(RECORDS SUPPLIED begins)

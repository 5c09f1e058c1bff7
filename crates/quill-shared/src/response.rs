//! Standardized API error body (RFC 7807 style).

use serde::{Deserialize, Serialize};

use crate::forms::FieldErrors;

/// RFC 7807 Problem Details for HTTP APIs, with an optional field-error map
/// for validation failures.
#[derive(Debug, Clone, Serialize, Deserialize)]
pub struct ErrorResponse {
    /// A URI reference that identifies the problem type.
    #[serde(rename = "type")]
    pub error_type: String,

    /// A short, human-readable summary of the problem type.
    pub title: String,

    /// The HTTP status code.
    pub status: u16,

    /// A human-readable explanation specific to this occurrence.
    #[serde(skip_serializing_if = "Option::is_none")]
    pub detail: Option<String>,

    /// Per-field validation messages (422 responses only).
    #[serde(skip_serializing_if = "Option::is_none")]
    pub errors: Option<std::collections::BTreeMap<String, String>>,
}

impl ErrorResponse {
    pub fn new(status: u16, title: impl Into<String>) -> Self {
        Self {
            error_type: "about:blank".to_string(),
            title: title.into(),
            status,
            detail: None,
            errors: None,
        }
    }

    pub fn with_detail(mut self, detail: impl Into<String>) -> Self {
        self.detail = Some(detail.into());
        self
    }

    pub fn with_field_errors(mut self, errors: &FieldErrors) -> Self {
        self.errors = Some(
            errors
                .iter()
                .map(|(field, message)| (field.to_string(), message.clone()))
                .collect(),
        );
        self
    }

    // Common error constructors
    pub fn unauthorized(detail: impl Into<String>) -> Self {
        Self::new(401, "Unauthorized").with_detail(detail)
    }

    pub fn forbidden() -> Self {
        Self::new(403, "Forbidden")
    }

    pub fn not_found(detail: impl Into<String>) -> Self {
        Self::new(404, "Not Found").with_detail(detail)
    }

    pub fn validation_failed(errors: &FieldErrors) -> Self {
        Self::new(422, "Validation Failed").with_field_errors(errors)
    }

    pub fn internal_error() -> Self {
        Self::new(500, "Internal Server Error")
    }
}

#[cfg(test)]
mod tests {
    use super::*;

    #[test]
    fn validation_body_carries_field_map() {
        let mut errors = FieldErrors::new();
        errors.insert("email", "Invalid email address.".to_string());

        let body = ErrorResponse::validation_failed(&errors);
        assert_eq!(body.status, 422);
        let map = body.errors.unwrap();
        assert_eq!(map.get("email").map(String::as_str), Some("Invalid email address."));
    }

    #[test]
    fn detail_is_omitted_when_absent() {
        let json = serde_json::to_value(ErrorResponse::forbidden()).unwrap();
        assert!(json.get("detail").is_none());
        assert_eq!(json["status"], 403);
    }
}
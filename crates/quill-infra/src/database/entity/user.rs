//! User entity for SeaORM.

use sea_orm::Set;
use sea_orm::entity::prelude::*;

use quill_core::domain::Role;

#[derive(Clone, Debug, PartialEq, Eq, DeriveEntityModel)]
#[sea_orm(table_name = "users")]
pub struct Model {
    #[sea_orm(primary_key, auto_increment = false)]
    pub id: Uuid,
    #[sea_orm(unique)]
    pub email: String,
    pub password_hash: String,
    pub name: String,
    pub role: String,
    pub created_at: DateTimeWithTimeZone,
}

#[derive(Copy, Clone, Debug, EnumIter, DeriveRelation)]
pub enum Relation {
    #[sea_orm(has_many = "super::post::Entity")]
    Post,
    #[sea_orm(has_many = "super::comment::Entity")]
    Comment,
}

impl Related<super::post::Entity> for Entity {
    fn to() -> RelationDef {
        Relation::Post.def()
    }
}

impl Related<super::comment::Entity> for Entity {
    fn to() -> RelationDef {
        Relation::Comment.def()
    }
}

impl ActiveModelBehavior for ActiveModel {}

fn role_from_column(role: &str) -> Role {
    match role {
        "admin" => Role::Admin,
        _ => Role::Member,
    }
}

fn role_to_column(role: Role) -> String {
    match role {
        Role::Admin => "admin".to_string(),
        Role::Member => "member".to_string(),
    }
}

/// Conversion from SeaORM Model to Domain User.
impl From<Model> for quill_core::domain::User {
    fn from(model: Model) -> Self {
        Self {
            id: model.id,
            email: model.email,
            password_hash: model.password_hash,
            name: model.name,
            role: role_from_column(&model.role),
            created_at: model.created_at.into(),
        }
    }
}

/// Conversion from Domain User to SeaORM ActiveModel.
impl From<quill_core::domain::User> for ActiveModel {
    fn from(user: quill_core::domain::User) -> Self {
        Self {
            id: Set(user.id),
            email: Set(user.email),
            password_hash: Set(user.password_hash),
            name: Set(user.name),
            role: Set(role_to_column(user.role)),
            created_at: Set(user.created_at.into()),
        }
    }
}
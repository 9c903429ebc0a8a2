//! Page cache shared by every descriptor of one filesystem
//!
//! One slot per global page number. Reads are served from trusted slots or
//! read through to the device and validated; writes are staged in slots and
//! queued on the [`WriteLog`] until [`MemoryCache::sync`] commits them.
//!
//! On write-once media a staged page is not written blindly: the flush first
//! checks that the new bytes can be programmed over what the device holds
//! (no bit may go from 0 back to 1) and otherwise moves the content to a
//! fresh page and redirects the old one to it.

mod sync;
pub mod write_log;

use crate::core::allocator::{BitmapPlacement, PageAllocator, PageBitmap, LOCAL_BITMAP_BYTES};
use crate::core::config::WireFsConfig;
use crate::core::error::{Result, TransportError, WireFsError};
use crate::core::header::{local_bitmap_range, FsLayout};
use crate::core::page::{
    decode_packet, encode_packet, max_packet_data_length, ChainGuard, ChainKind, PageId,
    PageState, PACKET_OVERHEAD,
};
use crate::core::provider::{Device, DeviceAddress, MemoryBank};
use ahash::AHashSet;
use tracing::{debug, warn};

pub use write_log::WriteLog;

/// Identifies one owner (descriptor) of a shared cache
#[derive(Debug, Clone, Copy, PartialEq, Eq, Hash)]
pub struct OwnerId(pub u64);

/// Location of one memory bank in the global page space
#[derive(Debug, Clone)]
pub struct BankRef {
    pub device: usize,
    pub bank: usize,
    pub first_page: usize,
    pub page_count: usize,
    pub page_length: usize,
    pub write_once: bool,
    pub extra_info: bool,
    pub extra_info_length: usize,
    pub page_bitmap: bool,
}

impl BankRef {
    /// `page` lies in this bank
    pub fn contains(&self, page: PageId) -> bool {
        let index = page.index();
        index >= self.first_page && index < self.first_page + self.page_count
    }

    /// Bank-local number of the global `page`
    pub fn local(&self, page: PageId) -> usize {
        page.index() - self.first_page
    }

    pub fn global(&self, local: usize) -> PageId {
        PageId::from_index(self.first_page + local)
    }

    pub fn max_data_length(&self) -> usize {
        max_packet_data_length(self.page_length)
    }
}

/// Cached state of one page
#[derive(Debug, Clone)]
struct PageSlot {
    state: PageState,
    /// Raw page bytes (packet at the front)
    content: Vec<u8>,
    /// Data length of the packet in `content`
    packet_len: usize,
    /// Global redirect target, 0 = not redirected
    redirect: u32,
}

impl PageSlot {
    fn new(page_length: usize) -> Self {
        PageSlot {
            state: PageState::NotRead,
            content: vec![0u8; page_length],
            packet_len: 0,
            redirect: 0,
        }
    }

    fn packet(&self) -> &[u8] {
        &self.content[..self.packet_len + PACKET_OVERHEAD]
    }

    fn data(&self) -> &[u8] {
        &self.content[1..1 + self.packet_len]
    }

    fn stage(&mut self, packet: &[u8], fill: u8) {
        self.content.fill(fill);
        self.content[..packet.len()].copy_from_slice(packet);
        self.packet_len = packet.len() - PACKET_OVERHEAD;
    }
}

/// Counters for diagnostics
#[derive(Debug, Clone, Copy, Default, PartialEq, Eq)]
pub struct CacheStats {
    /// Pages read from a device
    pub page_reads: u64,
    /// Read attempts repeated after a CRC failure
    pub read_retries: u64,
    /// Packets physically written
    pub page_writes: u64,
    /// Pages moved to a fresh page during flush
    pub redirects: u64,
    /// Device usage bitmap commits
    pub bitmap_commits: u64,
}

/// Page cache of one filesystem instance
pub struct MemoryCache {
    config: WireFsConfig,
    devices: Vec<Box<dyn Device>>,
    addresses: Vec<DeviceAddress>,
    banks: Vec<BankRef>,
    slots: Vec<PageSlot>,
    write_log: WriteLog,
    total_pages: usize,
    write_once: bool,
    last_read: Option<PageId>,
    last_written_device: Option<usize>,
    layout: Option<FsLayout>,
    bitmap: Option<PageBitmap>,
    /// Pages of the bitmap file, in chain order
    bitmap_file: Vec<PageId>,
    owners: AHashSet<OwnerId>,
    open_for_write: AHashSet<String>,
    stats: CacheStats,
}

(RECORDS SUPPLIED ends)

TASK TO CARRY OUT = The response must consist of the lines above, from the first one through the line containing "of the problem type.", reproduced exactly.

ANSWER BELOW =
repository 5c09f1e058c1bff7
filename crates/quill-shared/src/response.rs
//! Standardized API error body (RFC 7807 style).

use serde::{Deserialize, Serialize};

use crate::forms::FieldErrors;

/// RFC 7807 Problem Details for HTTP APIs, with an optional field-error map
/// for validation failures.
#[derive(Debug, Clone, Serialize, Deserialize)]
pub struct ErrorResponse {
    /// A URI reference that identifies the problem type.
    #[serde(rename = "type")]
    pub error_type: String,

    /// A short, human-readable summary of the problem type.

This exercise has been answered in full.